Bad: Pricey cruising
That easy speed will cost you though, the pairing of the big 5.7-liter V-8 and aging 6-speed automatic transmission netting an unimpressive 13 mph city and 17 mph highway rating. I imagine the updated Sequoia and Tundra will be available with smaller, more efficient engines for their next generation.

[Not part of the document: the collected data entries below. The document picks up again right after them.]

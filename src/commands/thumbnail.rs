//! Thumbnail command - print the preview URL for a stored file.

use anyhow::Result;
use clap::Args;

use super::{open_session, ready};

#[derive(Args)]
pub struct ThumbnailCmd {
    /// Stored file name
    pub file_name: String,
}

impl ThumbnailCmd {
    pub async fn run(&self) -> Result<()> {
        let (_, session) = open_session()?;
        let gateway = ready(&session).await?;

        println!("{}", gateway.thumbnail_url(&self.file_name).await?);
        Ok(())
    }
}
//! Stop command - ask the desktop host to shut the backend down.

use anyhow::{Context, Result};
use clap::Args;

use super::open_session;
use crate::host::HostMode;

#[derive(Args)]
pub struct StopCmd;

impl StopCmd {
    pub async fn run(&self) -> Result<()> {
        let (_, session) = open_session()?;

        if session.mode() == HostMode::Standalone {
            println!("Not running under the desktop host; nothing to stop.");
            return Ok(());
        }

        let stopped = session
            .stop_backend()
            .await
            .context("Failed to stop backend")?;
        if stopped {
            println!("Backend stopped.");
        } else {
            println!("No backend was running; nothing to stop.");
        }
        Ok(())
    }
}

Good: Standard safety stuff
Like most new Toyotas, you get the impressive Toyota Safety Sense suite of tech. In the Sequoia, that includes automatic emergency braking with pedestrian detection, blind-spot monitoring, lane departure alert, rear cross-traffic alert, adaptive cruise control and auto high beams. Considering its size, that was some welcomed technology during my week with the Sequoia.
Bad: La-Z-Boy seats
I know, big trucks are supposed to have big comfy seats, but the complete lack of side bolstering in the TRD Pro was unideal. I would imagine that, especially on a bumpy mountain trail, you might end up in the passenger seat if it weren’t for the seat belts. Since we are fat Americans, perhaps just some inflatable side bolsters might do the trick.
Good: Pretty good value
The base price on our TRD Pro test vehicle was $64,030 ($66,129 as tested), which sounds high, but it lives in a pricey SUV segment. Once you start adding up what’s standard, and the amount of overall performance that you get for the price, it’s pretty solid. The late-in-life additions of Apple CarPlay and Android Auto help make the aging infotainment tech a bit easier to swallow. Plus, Toyota technically owns the “big 3-row off-road” market as it’s the only one (right?).
Bad: Can’t hide its age
In the end, I found myself pricing out TRD Pro Sequoia’s, but I don’t know if I could pull the trigger on one. With most vehicle generations lasting around 5years, having a platform that has been around for more than a decade has a lot of downsides. The TRD Pro trim level makes it a bit more likely to snag some buyers looking for that 3-row off-roader look, but the SUV world is likely waiting anxiously for a 3rd generation Sequoia!